— EXERCISE REQUIREMENTS —
Within the entries below, find the portion that opens with the line containing "repository fa58af8b5eb3eb2d" and closes with the line containing "pub enum AppError". Retype that portion exactly and only.

— RECORDS SHOWN —

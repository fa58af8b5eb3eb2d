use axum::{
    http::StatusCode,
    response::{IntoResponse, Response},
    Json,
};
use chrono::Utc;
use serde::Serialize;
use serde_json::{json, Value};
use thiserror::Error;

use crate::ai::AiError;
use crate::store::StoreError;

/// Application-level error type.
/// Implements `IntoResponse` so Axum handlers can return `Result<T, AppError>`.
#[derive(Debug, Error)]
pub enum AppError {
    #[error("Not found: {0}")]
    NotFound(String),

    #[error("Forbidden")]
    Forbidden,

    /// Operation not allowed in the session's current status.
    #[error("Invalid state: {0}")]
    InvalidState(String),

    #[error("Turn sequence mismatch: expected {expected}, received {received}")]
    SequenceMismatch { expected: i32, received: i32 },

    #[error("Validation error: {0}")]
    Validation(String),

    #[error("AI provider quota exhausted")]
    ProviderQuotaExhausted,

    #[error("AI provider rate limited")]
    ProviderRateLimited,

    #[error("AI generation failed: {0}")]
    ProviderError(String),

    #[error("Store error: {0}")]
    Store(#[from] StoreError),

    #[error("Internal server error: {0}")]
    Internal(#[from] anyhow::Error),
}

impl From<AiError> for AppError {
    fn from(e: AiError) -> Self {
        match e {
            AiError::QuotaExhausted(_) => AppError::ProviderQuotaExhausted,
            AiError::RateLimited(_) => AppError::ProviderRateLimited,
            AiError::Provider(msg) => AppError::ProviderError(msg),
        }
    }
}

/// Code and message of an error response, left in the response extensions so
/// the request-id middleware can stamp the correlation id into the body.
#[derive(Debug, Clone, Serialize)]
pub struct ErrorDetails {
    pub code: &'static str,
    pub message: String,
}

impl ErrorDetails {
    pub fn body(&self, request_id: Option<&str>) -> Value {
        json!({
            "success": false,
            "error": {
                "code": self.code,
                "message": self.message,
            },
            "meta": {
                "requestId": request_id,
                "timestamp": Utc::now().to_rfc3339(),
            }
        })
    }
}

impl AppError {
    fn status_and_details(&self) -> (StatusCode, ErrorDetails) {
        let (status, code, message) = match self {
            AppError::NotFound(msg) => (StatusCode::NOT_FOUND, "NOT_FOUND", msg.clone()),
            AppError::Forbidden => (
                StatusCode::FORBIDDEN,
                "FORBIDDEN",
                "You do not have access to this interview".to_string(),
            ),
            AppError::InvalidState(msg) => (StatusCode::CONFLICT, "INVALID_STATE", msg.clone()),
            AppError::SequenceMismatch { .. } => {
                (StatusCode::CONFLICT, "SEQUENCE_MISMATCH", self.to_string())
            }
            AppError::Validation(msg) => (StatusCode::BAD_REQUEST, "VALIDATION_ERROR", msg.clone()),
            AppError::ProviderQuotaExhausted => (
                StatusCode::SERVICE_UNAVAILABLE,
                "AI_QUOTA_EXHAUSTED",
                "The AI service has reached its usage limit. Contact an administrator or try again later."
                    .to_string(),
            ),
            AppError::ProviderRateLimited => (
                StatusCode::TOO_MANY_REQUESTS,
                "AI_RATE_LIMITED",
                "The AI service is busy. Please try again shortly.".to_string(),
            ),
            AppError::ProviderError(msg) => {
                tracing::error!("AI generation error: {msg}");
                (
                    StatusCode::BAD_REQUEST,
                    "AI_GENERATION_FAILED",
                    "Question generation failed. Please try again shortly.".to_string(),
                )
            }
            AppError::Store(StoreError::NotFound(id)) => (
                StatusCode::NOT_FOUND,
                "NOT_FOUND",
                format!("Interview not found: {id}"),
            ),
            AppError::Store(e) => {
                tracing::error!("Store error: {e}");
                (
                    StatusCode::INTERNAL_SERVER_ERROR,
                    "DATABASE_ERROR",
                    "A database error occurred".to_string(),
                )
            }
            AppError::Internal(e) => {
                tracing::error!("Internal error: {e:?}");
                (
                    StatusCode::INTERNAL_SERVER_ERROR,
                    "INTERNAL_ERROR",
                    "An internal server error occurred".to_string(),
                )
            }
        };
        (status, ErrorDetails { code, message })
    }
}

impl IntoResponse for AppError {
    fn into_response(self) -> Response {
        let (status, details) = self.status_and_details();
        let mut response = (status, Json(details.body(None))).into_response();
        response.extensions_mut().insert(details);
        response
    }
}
...
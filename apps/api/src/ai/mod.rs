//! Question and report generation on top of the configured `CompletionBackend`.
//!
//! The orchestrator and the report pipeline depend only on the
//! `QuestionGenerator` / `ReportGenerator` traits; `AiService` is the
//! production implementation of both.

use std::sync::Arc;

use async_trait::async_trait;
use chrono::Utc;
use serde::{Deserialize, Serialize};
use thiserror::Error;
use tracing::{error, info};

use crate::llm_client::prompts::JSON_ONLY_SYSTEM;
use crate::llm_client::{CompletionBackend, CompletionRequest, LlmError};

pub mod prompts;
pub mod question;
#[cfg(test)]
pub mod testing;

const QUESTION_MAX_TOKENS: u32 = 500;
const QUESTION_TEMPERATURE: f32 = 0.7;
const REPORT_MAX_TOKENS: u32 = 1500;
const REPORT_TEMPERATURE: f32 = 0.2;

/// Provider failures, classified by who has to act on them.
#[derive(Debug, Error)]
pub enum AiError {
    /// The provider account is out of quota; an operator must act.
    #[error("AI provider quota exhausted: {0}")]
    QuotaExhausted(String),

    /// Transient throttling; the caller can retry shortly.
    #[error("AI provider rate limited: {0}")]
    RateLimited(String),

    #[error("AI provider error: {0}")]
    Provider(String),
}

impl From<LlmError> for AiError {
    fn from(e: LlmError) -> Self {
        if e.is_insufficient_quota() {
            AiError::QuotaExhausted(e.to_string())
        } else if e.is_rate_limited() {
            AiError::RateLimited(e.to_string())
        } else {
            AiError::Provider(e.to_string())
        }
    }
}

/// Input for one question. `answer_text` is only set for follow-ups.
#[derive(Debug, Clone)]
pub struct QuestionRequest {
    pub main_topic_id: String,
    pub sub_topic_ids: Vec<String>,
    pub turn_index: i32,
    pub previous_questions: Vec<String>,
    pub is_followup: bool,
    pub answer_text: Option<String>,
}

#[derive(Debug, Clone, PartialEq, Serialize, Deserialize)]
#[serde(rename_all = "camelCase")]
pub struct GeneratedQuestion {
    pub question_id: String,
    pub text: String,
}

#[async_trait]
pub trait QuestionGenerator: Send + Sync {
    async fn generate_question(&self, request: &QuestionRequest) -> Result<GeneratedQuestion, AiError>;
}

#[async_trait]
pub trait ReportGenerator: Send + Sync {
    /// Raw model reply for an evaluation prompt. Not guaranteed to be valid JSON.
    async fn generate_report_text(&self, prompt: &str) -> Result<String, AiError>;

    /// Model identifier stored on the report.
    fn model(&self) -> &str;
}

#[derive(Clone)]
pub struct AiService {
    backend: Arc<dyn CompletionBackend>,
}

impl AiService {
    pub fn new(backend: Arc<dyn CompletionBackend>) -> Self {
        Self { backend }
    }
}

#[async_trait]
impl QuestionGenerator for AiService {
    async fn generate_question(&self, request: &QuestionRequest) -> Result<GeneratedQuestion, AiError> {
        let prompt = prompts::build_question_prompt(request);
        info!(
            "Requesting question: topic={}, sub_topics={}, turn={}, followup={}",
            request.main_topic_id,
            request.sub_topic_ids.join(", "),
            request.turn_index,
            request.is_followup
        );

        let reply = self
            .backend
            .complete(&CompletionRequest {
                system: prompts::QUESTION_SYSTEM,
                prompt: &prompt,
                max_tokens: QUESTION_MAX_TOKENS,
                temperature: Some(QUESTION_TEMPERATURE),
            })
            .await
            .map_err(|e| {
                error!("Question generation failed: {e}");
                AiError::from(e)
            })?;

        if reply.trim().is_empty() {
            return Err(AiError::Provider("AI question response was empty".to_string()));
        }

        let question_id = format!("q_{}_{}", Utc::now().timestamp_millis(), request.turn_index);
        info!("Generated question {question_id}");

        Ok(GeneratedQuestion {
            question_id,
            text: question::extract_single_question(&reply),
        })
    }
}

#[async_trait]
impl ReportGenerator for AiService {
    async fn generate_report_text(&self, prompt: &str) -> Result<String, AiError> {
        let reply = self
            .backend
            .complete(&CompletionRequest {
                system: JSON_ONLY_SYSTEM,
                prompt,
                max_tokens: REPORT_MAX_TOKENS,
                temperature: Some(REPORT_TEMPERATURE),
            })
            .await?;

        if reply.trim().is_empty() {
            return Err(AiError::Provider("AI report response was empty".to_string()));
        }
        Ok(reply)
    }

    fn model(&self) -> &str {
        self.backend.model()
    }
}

— TASK OUTPUT —
repository fa58af8b5eb3eb2d
use axum::{
    http::StatusCode,
    response::{IntoResponse, Response},
    Json,
};
use chrono::Utc;
use serde::Serialize;
use serde_json::{json, Value};
use thiserror::Error;

use crate::ai::AiError;
use crate::store::StoreError;

/// Application-level error type.
/// Implements `IntoResponse` so Axum handlers can return `Result<T, AppError>`.
#[derive(Debug, Error)]
pub enum AppError {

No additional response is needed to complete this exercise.